Now let $B=(b_{ij})\in V$ be any matrix. Then the $i,j$ element of $B^tA$ is $\sum_{k=1}^nb_{ki}a_{kj}$. Thus
\begin{equation}
\text{trace}(B^tA)=\sum_{i=1}^n\sum_{k=1}^nb_{ki}a_{ki}.
\label{qef2f3fdw}
\end{equation}Comparing (\ref{qef2f3}) and (\ref{qef2f3fdw}) we see each $a_{ij}$ apperas exactly once in each sum. So setting $b_{ki}=c_{ki}$ for all $i,k=1,\dots,n$ we get the appropriate matrix $B$ such that $\text{trace}(B^tA)=f$.

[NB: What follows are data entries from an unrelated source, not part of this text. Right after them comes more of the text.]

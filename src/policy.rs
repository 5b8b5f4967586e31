//! Sizing policy: when to grow, and to what.

/// Load-factor trigger shared by every strategy.
///
/// A set grows once `len >= max_load * capacity`, i.e. once its chains are on
/// average `max_load` entries deep. Growth always doubles the bucket count.
#[derive(Copy, Clone, Debug, Eq, PartialEq, Hash)]
pub struct GrowthPolicy {
    max_load: usize,
}

impl GrowthPolicy {
    /// Grow as soon as there are as many elements as buckets.
    pub const SATURATED: Self = Self { max_load: 1 };

    /// Grow once chains are, on average, four entries deep.
    pub const DEEP: Self = Self { max_load: 4 };

    /// Creates a policy with the given average chain depth.
    ///
    /// Returns `None` for `max_load == 0`, which would grow on every insert.
    pub const fn max_load(max_load: usize) -> Option<Self> {
        if max_load == 0 {
            None
        } else {
            Some(Self { max_load })
        }
    }

    /// The average chain depth that triggers growth.
    pub const fn load(&self) -> usize {
        self.max_load
    }

    /// Whether a table of `capacity` buckets holding `len` elements is due
    /// for a migration.
    #[inline]
    pub fn should_grow(&self, len: usize, capacity: usize) -> bool {
        len >= capacity.saturating_mul(self.max_load)
    }
}

impl Default for GrowthPolicy {
    fn default() -> Self {
        Self::SATURATED
    }
}

/// The capacity after one migration.
///
/// # Panics
///
/// Panics if doubling overflows `usize`; the table could not be allocated
/// anyway.
#[inline]
pub(crate) fn doubled(capacity: usize) -> usize {
    match capacity.checked_mul(2) {
        Some(c) => c,
        None => capacity_overflow(),
    }
}

#[cold]
#[inline(never)]
fn capacity_overflow() -> ! {
    panic!("hash set capacity overflow")
}
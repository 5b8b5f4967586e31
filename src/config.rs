//! Construction parameters and their validation.

use core::fmt;
use core::hash::{BuildHasher, Hash};

use crate::coarse::CoarseHashSet;
use crate::policy::GrowthPolicy;
use crate::refinable::RefinableHashSet;
use crate::sequential::SequentialHashSet;
use crate::striped::StripedHashSet;
use crate::DefaultHashBuilder;

/// Bucket count of a set built without an explicit capacity.
pub const DEFAULT_CAPACITY: usize = 4;

/// How `len()` is computed by the strategies that keep an atomic counter.
///
/// The sequential and coarse-grained sets are always exact and ignore this.
#[derive(Copy, Clone, Debug, Default, Eq, PartialEq, Hash)]
pub enum SizeMode {
    /// Read the atomic counter without locking.
    ///
    /// The counter is updated with fetch-add / fetch-sub under the lock that
    /// performed the chain mutation, so it never loses updates, but a reader
    /// may observe it one update behind a concurrent writer.
    #[default]
    Counter,
    /// Acquire every lock in ascending order and sum the chains.
    ///
    /// Linearizable, at the cost of briefly serializing the whole set.
    Exact,
}

/// Invalid construction parameters.
#[derive(Clone, Copy, Debug, Eq, PartialEq, Hash)]
pub enum BuildError {
    /// The initial capacity must be at least one bucket.
    ZeroCapacity,
    /// A striped set needs at least one stripe.
    ZeroStripes,
    /// A growth policy with a zero load factor would grow on every insert.
    ZeroLoadFactor,
    /// The stripe count must divide the initial capacity, so that a hash
    /// selects the same stripe in every capacity epoch.
    StripesMustDivideCapacity { stripes: usize, capacity: usize },
}

impl std::error::Error for BuildError {}

impl fmt::Display for BuildError {
    fn fmt(&self, f: &mut fmt::Formatter<'_>) -> fmt::Result {
        match self {
            BuildError::ZeroCapacity => f.write_str("initial capacity must be non-zero"),
            BuildError::ZeroStripes => f.write_str("stripe count must be non-zero"),
            BuildError::ZeroLoadFactor => f.write_str("growth load factor must be non-zero"),
            BuildError::StripesMustDivideCapacity { stripes, capacity } => write!(
                f,
                "stripe count {} does not divide initial capacity {}",
                stripes, capacity
            ),
        }
    }
}

/// Validated parameters handed to a set constructor.
#[derive(Copy, Clone, Debug)]
pub(crate) struct Config {
    pub(crate) capacity: usize,
    pub(crate) growth: GrowthPolicy,
    pub(crate) size_mode: SizeMode,
}

impl Config {
    /// # Panics
    ///
    /// Panics if `capacity` is zero.
    pub(crate) fn with_capacity(capacity: usize) -> Self {
        assert!(capacity > 0, "{}", BuildError::ZeroCapacity);
        Self {
            capacity,
            growth: GrowthPolicy::default(),
            size_mode: SizeMode::default(),
        }
    }
}

/// Fallible, by-value builder for all four set strategies.
///
/// ```
/// use concurrent_hashset::{Builder, GrowthPolicy, SizeMode};
///
/// let set = Builder::new()
///     .initial_capacity(16)
///     .stripes(4)
///     .growth(GrowthPolicy::DEEP)
///     .size_mode(SizeMode::Exact)
///     .build_striped::<u32>()
///     .unwrap();
///
/// assert!(set.add(7));
/// assert_eq!(set.len(), 1);
/// assert_eq!(set.stripe_count(), 4);
/// ```
#[derive(Clone, Debug)]
pub struct Builder<S = DefaultHashBuilder> {
    initial_capacity: usize,
    stripes: Option<usize>,
    load_factor: usize,
    size_mode: SizeMode,
    hasher: S,
}

impl Builder {
    pub fn new() -> Self {
        Self::with_hasher(DefaultHashBuilder::default())
    }
}

impl Default for Builder {
    fn default() -> Self {
        Self::new()
    }
}

impl<S> Builder<S> {
    pub fn with_hasher(hasher: S) -> Self {
        Self {
            initial_capacity: DEFAULT_CAPACITY,
            stripes: None,
            load_factor: GrowthPolicy::default().load(),
            size_mode: SizeMode::default(),
            hasher,
        }
    }

    /// Number of buckets allocated up front.
    pub fn initial_capacity(mut self, capacity: usize) -> Self {
        self.initial_capacity = capacity;
        self
    }

    /// Number of stripe locks of a striped set. Defaults to the initial
    /// capacity; ignored by the other strategies.
    pub fn stripes(mut self, stripes: usize) -> Self {
        self.stripes = Some(stripes);
        self
    }

    pub fn growth(mut self, policy: GrowthPolicy) -> Self {
        self.load_factor = policy.load();
        self
    }

    /// Grow once chains are, on average, `load_factor` entries deep.
    ///
    /// Unlike [`GrowthPolicy::max_load`], a zero is accepted here and
    /// reported by the `build_*` methods.
    pub fn load_factor(mut self, load_factor: usize) -> Self {
        self.load_factor = load_factor;
        self
    }

    pub fn size_mode(mut self, mode: SizeMode) -> Self {
        self.size_mode = mode;
        self
    }

    /// Replaces the hasher, changing the builder's hasher type.
    pub fn hasher<S2>(self, hasher: S2) -> Builder<S2> {
        Builder {
            initial_capacity: self.initial_capacity,
            stripes: self.stripes,
            load_factor: self.load_factor,
            size_mode: self.size_mode,
            hasher,
        }
    }

    fn config(&self) -> Result<Config, BuildError> {
        if self.initial_capacity == 0 {
            return Err(BuildError::ZeroCapacity);
        }
        let growth = GrowthPolicy::max_load(self.load_factor).ok_or(BuildError::ZeroLoadFactor)?;
        Ok(Config {
            capacity: self.initial_capacity,
            growth,
            size_mode: self.size_mode,
        })
    }

    fn stripe_count(&self, capacity: usize) -> Result<usize, BuildError> {
        let stripes = self.stripes.unwrap_or(capacity);
        if stripes == 0 {
            return Err(BuildError::ZeroStripes);
        }
        if capacity % stripes != 0 {
            return Err(BuildError::StripesMustDivideCapacity { stripes, capacity });
        }
        Ok(stripes)
    }
}

impl<S: BuildHasher> Builder<S> {
    pub fn build_sequential<T: Hash + Eq>(self) -> Result<SequentialHashSet<T, S>, BuildError> {
        let config = self.config()?;
        Ok(SequentialHashSet::from_config(config, self.hasher))
    }

    pub fn build_coarse<T: Hash + Eq>(self) -> Result<CoarseHashSet<T, S>, BuildError> {
        let config = self.config()?;
        Ok(CoarseHashSet::from_config(config, self.hasher))
    }

    pub fn build_striped<T: Hash + Eq>(self) -> Result<StripedHashSet<T, S>, BuildError> {
        let config = self.config()?;
        let stripes = self.stripe_count(config.capacity)?;
        Ok(StripedHashSet::from_config(config, stripes, self.hasher))
    }

    pub fn build_refinable<T: Hash + Eq>(self) -> Result<RefinableHashSet<T, S>, BuildError> {
        let config = self.config()?;
        Ok(RefinableHashSet::from_config(config, self.hasher))
    }
}
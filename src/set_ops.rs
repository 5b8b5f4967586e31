//! The contract shared by every strategy.

/// Add / remove / contains / size over a set of unique elements.
///
/// Object safe, so harnesses can hold any strategy behind
/// `Box<dyn SetOps<T>>` (or `Box<dyn SetOps<T> + Send + Sync>` for the
/// thread-safe ones). The inherent methods of each set additionally accept
/// borrowed forms of `T` for `remove` and `contains`.
pub trait SetOps<T> {
    /// Inserts `value`. Returns `false`, leaving the set unchanged, if an
    /// equal element is already present.
    ///
    /// May migrate the table to twice the capacity before returning.
    fn add(&self, value: T) -> bool;

    /// Removes the element equal to `value`. Returns whether one was present.
    fn remove(&self, value: &T) -> bool;

    /// Whether an element equal to `value` is present.
    fn contains(&self, value: &T) -> bool;

    /// Number of elements (the set's size).
    ///
    /// Exact for the sequential and coarse-grained sets; see
    /// [`SizeMode`](crate::SizeMode) for the striped and refinable ones.
    fn len(&self) -> usize;

    fn is_empty(&self) -> bool {
        self.len() == 0
    }
}

/// Implements `SetOps` by forwarding to the inherent methods of the same name.
macro_rules! forward_set_ops {
    ($set:ident) => {
        impl<T, S> $crate::SetOps<T> for $set<T, S>
        where
            T: core::hash::Hash + Eq,
            S: core::hash::BuildHasher,
        {
            #[inline]
            fn add(&self, value: T) -> bool {
                $set::add(self, value)
            }

            #[inline]
            fn remove(&self, value: &T) -> bool {
                $set::remove(self, value)
            }

            #[inline]
            fn contains(&self, value: &T) -> bool {
                $set::contains(self, value)
            }

            #[inline]
            fn len(&self) -> usize {
                $set::len(self)
            }
        }
    };
}

pub(crate) use forward_set_ops;
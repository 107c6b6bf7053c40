//! `PostgreSQL` adapters for project and task persistence.

mod models;
mod repository;
mod schema;

pub use repository::{PostgresTodoRepository, SCHEMA_SQL, TodoPgPool, apply_schema, connect};
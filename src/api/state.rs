//! Shared state handed to every handler.

use crate::todo::{
    domain::TodoLimits,
    ports::{ProjectRepository, TaskRepository},
    services::TodoListManager,
};
use mockable::DefaultClock;
use std::sync::Arc;

/// Manager type served over HTTP, independent of the storage backend.
pub type SharedTodoManager =
    TodoListManager<dyn ProjectRepository, dyn TaskRepository, DefaultClock>;

/// Shared application state available to handlers via `State<AppState>`.
///
/// Cheap to clone; everything sits behind an `Arc`.
#[derive(Clone)]
pub struct AppState {
    /// Business-rule engine for projects and tasks.
    pub manager: Arc<SharedTodoManager>,
    /// Clock used for request-level checks such as deadline validation.
    pub clock: Arc<DefaultClock>,
}

impl AppState {
    /// Builds state over separate project and task repositories.
    #[must_use]
    pub fn new(
        projects: Arc<dyn ProjectRepository>,
        tasks: Arc<dyn TaskRepository>,
        limits: TodoLimits,
    ) -> Self {
        let clock = Arc::new(DefaultClock);
        let manager = TodoListManager::new(projects, tasks, Arc::clone(&clock), limits);
        Self {
            manager: Arc::new(manager),
            clock,
        }
    }

    /// Builds state over a single store implementing both repositories.
    #[must_use]
    pub fn from_store<S>(store: Arc<S>, limits: TodoLimits) -> Self
    where
        S: ProjectRepository + TaskRepository + 'static,
    {
        let projects: Arc<dyn ProjectRepository> = Arc::clone(&store) as _;
        Self::new(projects, store, limits)
    }
}
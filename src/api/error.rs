//! Mapping from service errors to HTTP responses.

use crate::todo::services::{ErrorKind, TodoServiceError};
use axum::{
    Json,
    extract::rejection::{JsonRejection, PathRejection},
    http::StatusCode,
    response::{IntoResponse, Response},
};
use serde_json::json;

/// Errors returned by HTTP handlers.
///
/// Implements [`IntoResponse`] to produce
/// `{ "success": false, "error": { "code", "message" } }` bodies.
#[derive(Debug, thiserror::Error)]
pub enum ApiError {
    /// An error raised by the manager.
    #[error(transparent)]
    Service(#[from] TodoServiceError),

    /// Input rejected at the HTTP boundary.
    #[error("{0}")]
    Validation(String),

    /// The request body or path could not be decoded.
    #[error("{0}")]
    MalformedRequest(String),
}

/// Convenience alias for handler return values.
pub type ApiResult<T> = Result<T, ApiError>;

impl From<JsonRejection> for ApiError {
    fn from(rejection: JsonRejection) -> Self {
        Self::MalformedRequest(rejection.body_text())
    }
}

impl From<PathRejection> for ApiError {
    fn from(rejection: PathRejection) -> Self {
        Self::MalformedRequest(rejection.body_text())
    }
}

impl ApiError {
    fn classify(&self) -> (StatusCode, &'static str, String) {
        match self {
            Self::Service(err) => match err.kind() {
                ErrorKind::NotFound => (StatusCode::NOT_FOUND, "resource_not_found", err.to_string()),
                ErrorKind::Duplicate => (StatusCode::CONFLICT, "duplicate_resource", err.to_string()),
                ErrorKind::Validation => {
                    (StatusCode::BAD_REQUEST, "validation_error", err.to_string())
                }
                ErrorKind::BusinessRule => (
                    StatusCode::BAD_REQUEST,
                    "business_rule_violation",
                    err.to_string(),
                ),
                ErrorKind::Internal => {
                    tracing::error!(error = %err, "internal error while handling request");
                    (
                        StatusCode::INTERNAL_SERVER_ERROR,
                        "internal_server_error",
                        "An unexpected error occurred".to_owned(),
                    )
                }
            },
            Self::Validation(message) => {
                (StatusCode::BAD_REQUEST, "validation_error", message.clone())
            }
            Self::MalformedRequest(message) => (
                StatusCode::UNPROCESSABLE_ENTITY,
                "request_validation_error",
                message.clone(),
            ),
        }
    }
}

impl IntoResponse for ApiError {
    fn into_response(self) -> Response {
        let (status, code, message) = self.classify();
        let body = json!({
            "success": false,
            "error": {
                "code": code,
                "message": message,
            },
        });
        (status, Json(body)).into_response()
    }
}
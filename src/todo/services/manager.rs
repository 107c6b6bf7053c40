//! Project and task orchestration enforcing quotas and validation.

use super::error::{BusinessRuleViolation, TodoServiceError, TodoServiceResult};
use crate::todo::{
    domain::{
        Project, ProjectDescription, ProjectId, ProjectName, Task, TaskDescription, TaskId,
        TaskStatus, TaskTitle, TodoLimits,
    },
    ports::{ProjectRepository, ProjectRepositoryError, TaskRepository},
};
use chrono::{DateTime, Utc};
use mockable::Clock;
use std::sync::Arc;

/// Optional overwrites for a project's details.
#[derive(Debug, Clone, Default, PartialEq, Eq)]
pub struct ProjectChanges {
    name: Option<String>,
    description: Option<String>,
}

impl ProjectChanges {
    /// Creates an empty change set.
    #[must_use]
    pub fn new() -> Self {
        Self::default()
    }

    /// Replaces the project name.
    #[must_use]
    pub fn with_name(mut self, name: impl Into<String>) -> Self {
        self.name = Some(name.into());
        self
    }

    /// Replaces the project description.
    #[must_use]
    pub fn with_description(mut self, description: impl Into<String>) -> Self {
        self.description = Some(description.into());
        self
    }
}

/// Request payload for adding a task to a project.
#[derive(Debug, Clone, PartialEq, Eq)]
pub struct AddTaskRequest {
    project_id: ProjectId,
    title: String,
    description: String,
    deadline: Option<DateTime<Utc>>,
}

impl AddTaskRequest {
    /// Creates a request with the required fields.
    #[must_use]
    pub fn new(project_id: ProjectId, title: impl Into<String>) -> Self {
        Self {
            project_id,
            title: title.into(),
            description: String::new(),
            deadline: None,
        }
    }

    /// Sets the task description.
    #[must_use]
    pub fn with_description(mut self, description: impl Into<String>) -> Self {
        self.description = description.into();
        self
    }

    /// Sets the task deadline.
    #[must_use]
    pub const fn with_deadline(mut self, deadline: DateTime<Utc>) -> Self {
        self.deadline = Some(deadline);
        self
    }

    /// Sets or clears the task deadline.
    #[must_use]
    pub const fn with_optional_deadline(mut self, deadline: Option<DateTime<Utc>>) -> Self {
        self.deadline = deadline;
        self
    }
}

/// Optional overwrites for a task.
#[derive(Debug, Clone, Default, PartialEq, Eq)]
pub struct TaskChanges {
    title: Option<String>,
    description: Option<String>,
    deadline: Option<DateTime<Utc>>,
    status: Option<TaskStatus>,
}

impl TaskChanges {
    /// Creates an empty change set.
    #[must_use]
    pub fn new() -> Self {
        Self::default()
    }

    /// Replaces the task title.
    #[must_use]
    pub fn with_title(mut self, title: impl Into<String>) -> Self {
        self.title = Some(title.into());
        self
    }

    /// Replaces the task description.
    #[must_use]
    pub fn with_description(mut self, description: impl Into<String>) -> Self {
        self.description = Some(description.into());
        self
    }

    /// Replaces the task deadline.
    #[must_use]
    pub const fn with_deadline(mut self, deadline: DateTime<Utc>) -> Self {
        self.deadline = Some(deadline);
        self
    }

    /// Moves the task to a new status.
    #[must_use]
    pub const fn with_status(mut self, status: TaskStatus) -> Self {
        self.status = Some(status);
        self
    }
}

/// Orchestrates project and task operations over the repository ports.
///
/// Input is validated before any repository access. Quotas are checked only
/// when creating projects and tasks.
pub struct TodoListManager<P, T, C>
where
    P: ProjectRepository + ?Sized,
    T: TaskRepository + ?Sized,
    C: Clock + Send + Sync,
{
    projects: Arc<P>,
    tasks: Arc<T>,
    clock: Arc<C>,
    limits: TodoLimits,
}

impl<P, T, C> Clone for TodoListManager<P, T, C>
where
    P: ProjectRepository + ?Sized,
    T: TaskRepository + ?Sized,
    C: Clock + Send + Sync,
{
    fn clone(&self) -> Self {
        Self {
            projects: Arc::clone(&self.projects),
            tasks: Arc::clone(&self.tasks),
            clock: Arc::clone(&self.clock),
            limits: self.limits,
        }
    }
}

impl<P, T, C> TodoListManager<P, T, C>
where
    P: ProjectRepository + ?Sized,
    T: TaskRepository + ?Sized,
    C: Clock + Send + Sync,
{
    /// Creates a manager over the given repositories and limits.
    #[must_use]
    pub const fn new(projects: Arc<P>, tasks: Arc<T>, clock: Arc<C>, limits: TodoLimits) -> Self {
        Self {
            projects,
            tasks,
            clock,
            limits,
        }
    }

    /// Returns the limits this manager enforces.
    #[must_use]
    pub const fn limits(&self) -> &TodoLimits {
        &self.limits
    }

    /// Creates a project.
    ///
    /// # Errors
    ///
    /// Returns [`TodoServiceError::Validation`] for a malformed name or
    /// description, and [`TodoServiceError::BusinessRule`] when the project
    /// quota is reached or the name is already taken.
    pub async fn create_project(
        &self,
        name: impl Into<String>,
        description: impl Into<String>,
    ) -> TodoServiceResult<Project> {
        let project_name = ProjectName::new(name, &self.limits)?;
        let project_description = ProjectDescription::new(description, &self.limits)?;

        let existing = self.projects.count().await?;
        if existing >= self.limits.max_projects {
            tracing::warn!(
                existing,
                max = self.limits.max_projects,
                "project quota reached"
            );
            return Err(BusinessRuleViolation::ProjectLimitReached {
                max: self.limits.max_projects,
            }
            .into());
        }

        let project = self
            .projects
            .create(&project_name, &project_description)
            .await
            .inspect_err(log_rejection)?;
        tracing::debug!(project_id = %project.id(), name = %project.name(), "created project");
        Ok(project)
    }

    /// Overwrites whichever project details are provided.
    ///
    /// # Errors
    ///
    /// Returns [`TodoServiceError::ProjectNotFound`] when the project does not
    /// exist, [`TodoServiceError::Validation`] for malformed input and
    /// [`TodoServiceError::BusinessRule`] when the new name is taken.
    pub async fn edit_project(
        &self,
        project_id: ProjectId,
        changes: ProjectChanges,
    ) -> TodoServiceResult<Project> {
        let name = changes
            .name
            .map(|value| ProjectName::new(value, &self.limits))
            .transpose()?;
        let description = changes
            .description
            .map(|value| ProjectDescription::new(value, &self.limits))
            .transpose()?;

        let mut project = self.require_project(project_id).await?;
        project.update_details(name, description);
        let updated = self
            .projects
            .update(&project)
            .await
            .inspect_err(log_rejection)?;
        tracing::debug!(project_id = %updated.id(), "edited project");
        Ok(updated)
    }

    /// Deletes a project and, through the repository, its tasks.
    ///
    /// Returns whether a project was removed.
    ///
    /// # Errors
    ///
    /// Returns [`TodoServiceError::ProjectRepository`] when persistence fails.
    pub async fn delete_project(&self, project_id: ProjectId) -> TodoServiceResult<bool> {
        let removed = self.projects.delete(project_id).await?;
        tracing::debug!(%project_id, removed, "deleted project");
        Ok(removed)
    }

    /// Adds a task to an existing project.
    ///
    /// # Errors
    ///
    /// Returns [`TodoServiceError::Validation`] for malformed input,
    /// [`TodoServiceError::ProjectNotFound`] when the project does not exist
    /// and [`TodoServiceError::BusinessRule`] when the project's task quota is
    /// reached.
    pub async fn add_task_to_project(&self, request: AddTaskRequest) -> TodoServiceResult<Task> {
        let title = TaskTitle::new(request.title, &self.limits)?;
        let description = TaskDescription::new(request.description, &self.limits)?;
        let project_id = request.project_id;

        self.require_project(project_id).await?;

        let existing = self.tasks.count_by_project(project_id).await?;
        if existing >= self.limits.max_tasks_per_project {
            tracing::warn!(
                %project_id,
                existing,
                max = self.limits.max_tasks_per_project,
                "task quota reached"
            );
            return Err(BusinessRuleViolation::TaskLimitReached {
                project_id,
                max: self.limits.max_tasks_per_project,
            }
            .into());
        }

        let task = self
            .tasks
            .create(project_id, &title, &description, request.deadline)
            .await?;
        tracing::debug!(task_id = %task.id(), %project_id, "added task");
        Ok(task)
    }

    /// Moves a task to a new status.
    ///
    /// # Errors
    ///
    /// Returns [`TodoServiceError::TaskNotFound`] when the task does not
    /// exist.
    pub async fn change_task_status(
        &self,
        task_id: TaskId,
        status: TaskStatus,
    ) -> TodoServiceResult<Task> {
        let mut task = self.require_task(task_id).await?;
        let previous = task.status();
        task.update_status(status, &*self.clock);
        let updated = self.tasks.update(&task).await?;
        tracing::debug!(%task_id, from = %previous, to = %status, "changed task status");
        Ok(updated)
    }

    /// Overwrites whichever task fields are provided.
    ///
    /// A provided status goes through the same transition as
    /// [`Self::change_task_status`].
    ///
    /// # Errors
    ///
    /// Returns [`TodoServiceError::Validation`] for malformed input and
    /// [`TodoServiceError::TaskNotFound`] when the task does not exist.
    pub async fn edit_task(&self, task_id: TaskId, changes: TaskChanges) -> TodoServiceResult<Task> {
        let title = changes
            .title
            .map(|value| TaskTitle::new(value, &self.limits))
            .transpose()?;
        let description = changes
            .description
            .map(|value| TaskDescription::new(value, &self.limits))
            .transpose()?;

        let mut task = self.require_task(task_id).await?;
        task.update_details(title, description, changes.deadline);
        if let Some(status) = changes.status {
            task.update_status(status, &*self.clock);
        }
        let updated = self.tasks.update(&task).await?;
        tracing::debug!(%task_id, "edited task");
        Ok(updated)
    }

    /// Deletes a task. Returns whether a task was removed.
    ///
    /// # Errors
    ///
    /// Returns [`TodoServiceError::TaskRepository`] when persistence fails.
    pub async fn delete_task(&self, task_id: TaskId) -> TodoServiceResult<bool> {
        let removed = self.tasks.delete(task_id).await?;
        tracing::debug!(%task_id, removed, "deleted task");
        Ok(removed)
    }

    /// Lists every project, oldest first.
    ///
    /// # Errors
    ///
    /// Returns [`TodoServiceError::ProjectRepository`] when persistence fails.
    pub async fn list_all_projects(&self) -> TodoServiceResult<Vec<Project>> {
        Ok(self.projects.get_all().await?)
    }

    /// Lists a project's tasks, oldest first.
    ///
    /// # Errors
    ///
    /// Returns [`TodoServiceError::ProjectNotFound`] when the project does not
    /// exist.
    pub async fn list_project_tasks(&self, project_id: ProjectId) -> TodoServiceResult<Vec<Task>> {
        self.require_project(project_id).await?;
        Ok(self.tasks.get_by_project_id(project_id).await?)
    }

    /// Looks up a project.
    ///
    /// # Errors
    ///
    /// Returns [`TodoServiceError::ProjectRepository`] when persistence fails.
    pub async fn get_project(&self, project_id: ProjectId) -> TodoServiceResult<Option<Project>> {
        Ok(self.projects.get_by_id(project_id).await?)
    }

    /// Looks up a task, optionally scoped to a project.
    ///
    /// A task that belongs to a different project than the one given is
    /// reported as absent.
    ///
    /// # Errors
    ///
    /// Returns [`TodoServiceError::TaskRepository`] when persistence fails.
    pub async fn get_task(
        &self,
        project_id: Option<ProjectId>,
        task_id: TaskId,
    ) -> TodoServiceResult<Option<Task>> {
        let task = self.tasks.get_by_id(task_id).await?;
        Ok(task.filter(|found| project_id.is_none_or(|expected| found.project_id() == expected)))
    }

    /// Counts a project's tasks.
    ///
    /// # Errors
    ///
    /// Returns [`TodoServiceError::TaskRepository`] when persistence fails.
    pub async fn count_project_tasks(&self, project_id: ProjectId) -> TodoServiceResult<usize> {
        Ok(self.tasks.count_by_project(project_id).await?)
    }

    async fn require_project(&self, project_id: ProjectId) -> TodoServiceResult<Project> {
        self.projects
            .get_by_id(project_id)
            .await?
            .ok_or(TodoServiceError::ProjectNotFound(project_id))
    }

    async fn require_task(&self, task_id: TaskId) -> TodoServiceResult<Task> {
        self.tasks
            .get_by_id(task_id)
            .await?
            .ok_or(TodoServiceError::TaskNotFound(task_id))
    }
}

fn log_rejection(err: &ProjectRepositoryError) {
    if let ProjectRepositoryError::DuplicateName(name) = err {
        tracing::warn!(%name, "project name already taken");
    }
}
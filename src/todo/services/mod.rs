//! Application services for project and task orchestration.

mod autoclose;
mod error;
mod manager;

pub use autoclose::autoclose_overdue_tasks;
pub use error::{BusinessRuleViolation, ErrorKind, TodoServiceError, TodoServiceResult};
pub use manager::{AddTaskRequest, ProjectChanges, TaskChanges, TodoListManager};
//! HTTP handlers grouped by resource.

pub mod health;
pub mod projects;
pub mod tasks;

(c) Let $F$ be the function $F:V\rightarrow V^*$ such that $F(B)=f_B$. Part (a) shows this function is into $V^*$. Part (b) shows it is onto $V^*$. We must show it is linear and one-to-one. Let $r\in F$ and $B_1,B_2\in V$. Then $$(rB_1+B_2)^tA=(rB_1^t+B_2^t)A=rB_1^tA+B_2^tA.$$ We know the trace function itself is linear. Thus $F$ is linear. Now suppose trace$(B^tA)=0$ $\forall$ $A\in V$. Fix $i,j\in\{1,2,\cdots,n\}$. Let $A$ be the matrix with a one in the $i,j$ position and zeros elsewhere. Then by the proof of part (b) we know that trace$(B^tA)=b_{ij}$. So if $F(A)=0$ then $b_{ij}=0$. Thus $B$ must be the zero matrix. Thus $F$ is one-to-one. It follows that $F$ is an isomorphism.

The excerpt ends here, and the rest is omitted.